1929–30 Eastern Collegiate ice hockey standingsv; t; e;
|  | Intercollegiate |  |  |  |  |  |  |  | Overall |  |  |  |  |  |
| GP | W | L | T | Pct. | GF | GA | GP | W | L | T | GF | GA |
| Amherst | 9 | 2 | 7 | 0 | .222 | 12 | 30 |  | 9 | 2 | 7 | 0 | 12 | 30 |
| Army | 10 | 6 | 2 | 2 | .700 | 28 | 18 |  | 11 | 6 | 3 | 2 | 31 | 23 |
| Bates | 11 | 6 | 4 | 1 | .591 | 28 | 21 |  | 11 | 6 | 4 | 1 | 28 | 21 |
| Boston University | 10 | 4 | 5 | 1 | .450 | 34 | 31 |  | 13 | 4 | 8 | 1 | 40 | 48 |
| Bowdoin | 9 | 2 | 7 | 0 | .222 | 12 | 29 |  | 9 | 2 | 7 | 0 | 12 | 29 |
| Brown | – | – | – | – | – | – | – |  | 12 | 8 | 3 | 1 | – | – |
| Clarkson | 6 | 4 | 2 | 0 | .667 | 50 | 11 |  | 10 | 8 | 2 | 0 | 70 | 18 |
| Colby | 7 | 4 | 2 | 1 | .643 | 19 | 15 |  | 7 | 4 | 2 | 1 | 19 | 15 |
| Colgate | 6 | 1 | 4 | 1 | .250 | 9 | 19 |  | 6 | 1 | 4 | 1 | 9 | 19 |
| Connecticut Agricultural | – | – | – | – | – | – | – |  | – | – | – | – | – | – |
| Cornell | 6 | 4 | 2 | 0 | .667 | 29 | 18 |  | 6 | 4 | 2 | 0 | 29 | 18 |
| Dartmouth | – | – | – | – | – | – | – |  | 13 | 5 | 8 | 0 | 44 | 54 |
| Hamilton | – | – | – | – | – | – | – |  | 8 | 4 | 4 | 0 | – | – |
| Harvard | 10 | 7 | 2 | 1 | .750 | 44 | 14 |  | 12 | 7 | 4 | 1 | 48 | 23 |
| Massachusetts Agricultural | 11 | 7 | 4 | 0 | .636 | 25 | 25 |  | 11 | 7 | 4 | 0 | 25 | 25 |
| Middlebury | 8 | 6 | 2 | 0 | .750 | 26 | 13 |  | 8 | 6 | 2 | 0 | 26 | 13 |
| MIT | 8 | 4 | 4 | 0 | .500 | 16 | 27 |  | 8 | 4 | 4 | 0 | 16 | 27 |
| New Hampshire | 11 | 3 | 6 | 2 | .364 | 20 | 30 |  | 13 | 3 | 8 | 2 | 22 | 42 |
| Northeastern | – | – | – | – | – | – | – |  | 7 | 2 | 5 | 0 | – | – |
| Norwich | – | – | – | – | – | – | – |  | 6 | 0 | 4 | 2 | – | – |
| Pennsylvania | 10 | 4 | 6 | 0 | .400 | 36 | 39 |  | 11 | 4 | 7 | 0 | 40 | 49 |
| Princeton | – | – | – | – | – | – | – |  | 18 | 9 | 8 | 1 | – | – |
| Rensselaer | – | – | – | – | – | – | – |  | 3 | 1 | 2 | 0 | – | – |
| St.

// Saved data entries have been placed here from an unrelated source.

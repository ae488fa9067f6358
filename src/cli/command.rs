use crate::error::{Error, Result};

/// Command list shown after the option help, in the order commands are documented.
pub const COMMAND_HELP: &str = "\
Commands:
  truncate_data
  add_classroom <Class_Name>
  remove_classroom <Class_Name>
  list_classrooms
  add_student <Student_ID> <Class_Name>
  list_students <Class_Name>
  list_students_overdue <Class_Name>
  schedule_assignment <Class_Name> <Details...>
  remove_assignment <Class_Name>
  list_assignment <Class_Name>
  submit_assignment <Student_ID> <Class_Name> <Details...>";

/// A fully validated command line.
#[derive(Debug, Clone, PartialEq, Eq)]
pub enum Command {
    TruncateData,
    AddClassroom { name: String },
    RemoveClassroom { name: String },
    ListClassrooms,
    AddStudent { student_id: String, classroom: String },
    ListStudents { classroom: String },
    ListStudentsOverdue { classroom: String },
    ScheduleAssignment { classroom: String, details: String },
    RemoveAssignment { classroom: String },
    ListAssignment { classroom: String },
    SubmitAssignment { student_id: String, classroom: String, details: String },
}

impl Command {
    /// Builds a command from its name and trailing arguments.
    ///
    /// Free-text `<details...>` are joined with single spaces. Arguments past
    /// the ones a command uses are ignored.
    pub fn parse(name: &str, args: &[String]) -> Result<Self> {
        let args = Args { command: name, args };

        let command = match name {
            "truncate_data" => Command::TruncateData,
            "add_classroom" => Command::AddClassroom { name: args.required(0, "Classroom")? },
            "remove_classroom" => Command::RemoveClassroom { name: args.required(0, "Classroom")? },
            "list_classrooms" => Command::ListClassrooms,
            "add_student" => {
                Command::AddStudent { student_id: args.required(0, "Student ID")?, classroom: args.required(1, "Classroom")? }
            }
            "list_students" => Command::ListStudents { classroom: args.required(0, "Classroom")? },
            "list_students_overdue" => Command::ListStudentsOverdue { classroom: args.required(0, "Classroom")? },
            "schedule_assignment" => {
                Command::ScheduleAssignment { classroom: args.required(0, "Classroom")?, details: args.rest(1) }
            }
            "remove_assignment" => Command::RemoveAssignment { classroom: args.required(0, "Classroom")? },
            "list_assignment" => Command::ListAssignment { classroom: args.required(0, "Classroom")? },
            "submit_assignment" => Command::SubmitAssignment {
                student_id: args.required(0, "Student ID")?,
                classroom: args.required(1, "Classroom")?,
                details: args.rest(2),
            },
            _ => return Err(Error::UnknownCommand(name.to_string())),
        };

        Ok(command)
    }

    pub fn name(&self) -> &'static str {
        match self {
            Command::TruncateData => "truncate_data",
            Command::AddClassroom { .. } => "add_classroom",
            Command::RemoveClassroom { .. } => "remove_classroom",
            Command::ListClassrooms => "list_classrooms",
            Command::AddStudent { .. } => "add_student",
            Command::ListStudents { .. } => "list_students",
            Command::ListStudentsOverdue { .. } => "list_students_overdue",
            Command::ScheduleAssignment { .. } => "schedule_assignment",
            Command::RemoveAssignment { .. } => "remove_assignment",
            Command::ListAssignment { .. } => "list_assignment",
            Command::SubmitAssignment { .. } => "submit_assignment",
        }
    }
}

struct Args<'a> {
    command: &'a str,
    args: &'a [String],
}

impl Args<'_> {
    fn required(&self, index: usize, field: &'static str) -> Result<String> {
        self.args.get(index).cloned().ok_or_else(|| Error::MissingArgument { command: self.command.to_string(), field })
    }

    fn rest(&self, from: usize) -> String {
        self.args.get(from..).unwrap_or_default().join(" ")
    }
}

John's | – | – | – | – | – | – | – |  | – | – | – | – | – | – |
| St. Lawrence | – | – | – | – | – | – | – |  | 4 | 0 | 4 | 0 | – | – |
| St. Stephen's | – | – | – | – | – | – | – |  | – | – | – | – | – | – |
| Union | 5 | 2 | 2 | 1 | .500 | 8 | 18 |  | 5 | 2 | 2 | 1 | 8 | 18 |
| Vermont | – | – | – | – | – | – | – |  | – | – | – | – | – | – |
| Villanova | 1 | 0 | 1 | 0 | .000 | 3 | 7 |  | 4 | 0 | 3 | 1 | 13 | 22 |
| Williams | 9 | 4 | 4 | 1 | .500 | 28 | 32 |  | 9 | 4 | 4 | 1 | 28 | 32 |
| Yale | 14 | 12 | 1 | 1 | .893 | 80 | 21 |  | 19 | 17 | 1 | 1 | 110 | 28 |

==Schedule and results==

| Date | Opponent | Site | Result | Record |
Regular season
| January 4 | at Ashbury* | Ottawa, Ontario | W 9–6 ^{†} | 1–0–0 |
| January 7 | Loyola* | Ives Park • Potsdam, New York | W 2–0 | 2–0–0 |
| January 17 | Ashbury* | Ives Park • Potsdam, New York | W 3–1 | 3–0–0 |
| January 21 | at Penn* | Philadelphia Ice Palace • Philadelphia, Pennsylvania | W 13–0 ^{‡} | 4–0–0 |
| January 22 | at Princeton* | Hobey Baker Memorial Rink • Princeton, New Jersey | L 2–4 | 4–1–0 |
| January 26 | at Cornell* | Beebe Lake • Ithaca, New York | W 8–0 | 5–1–0 |
| January 31 | McGill* | Ives Park • Potsdam, New York | W 6–2 | 6–1–0 |
| February 3 | MIT* | Ives Park • Potsdam, New York | W 9–0 | 7–1–0 |
| February 8 | at Yale* | New Haven Arena • New Haven, Connecticut | L 1–5 | 7–2–0 |
| February 15 | at St. Lawrence* | Brewer Field Rink • Canton, New York | W 17–0 | 8–2–0 |
*Non-conference game.

† Clarkson's records list three different final scores for the game: 9–6, 8–4 (against 'Roxbury') and 8–1.

‡ Penn reported the score of the game as 12–0.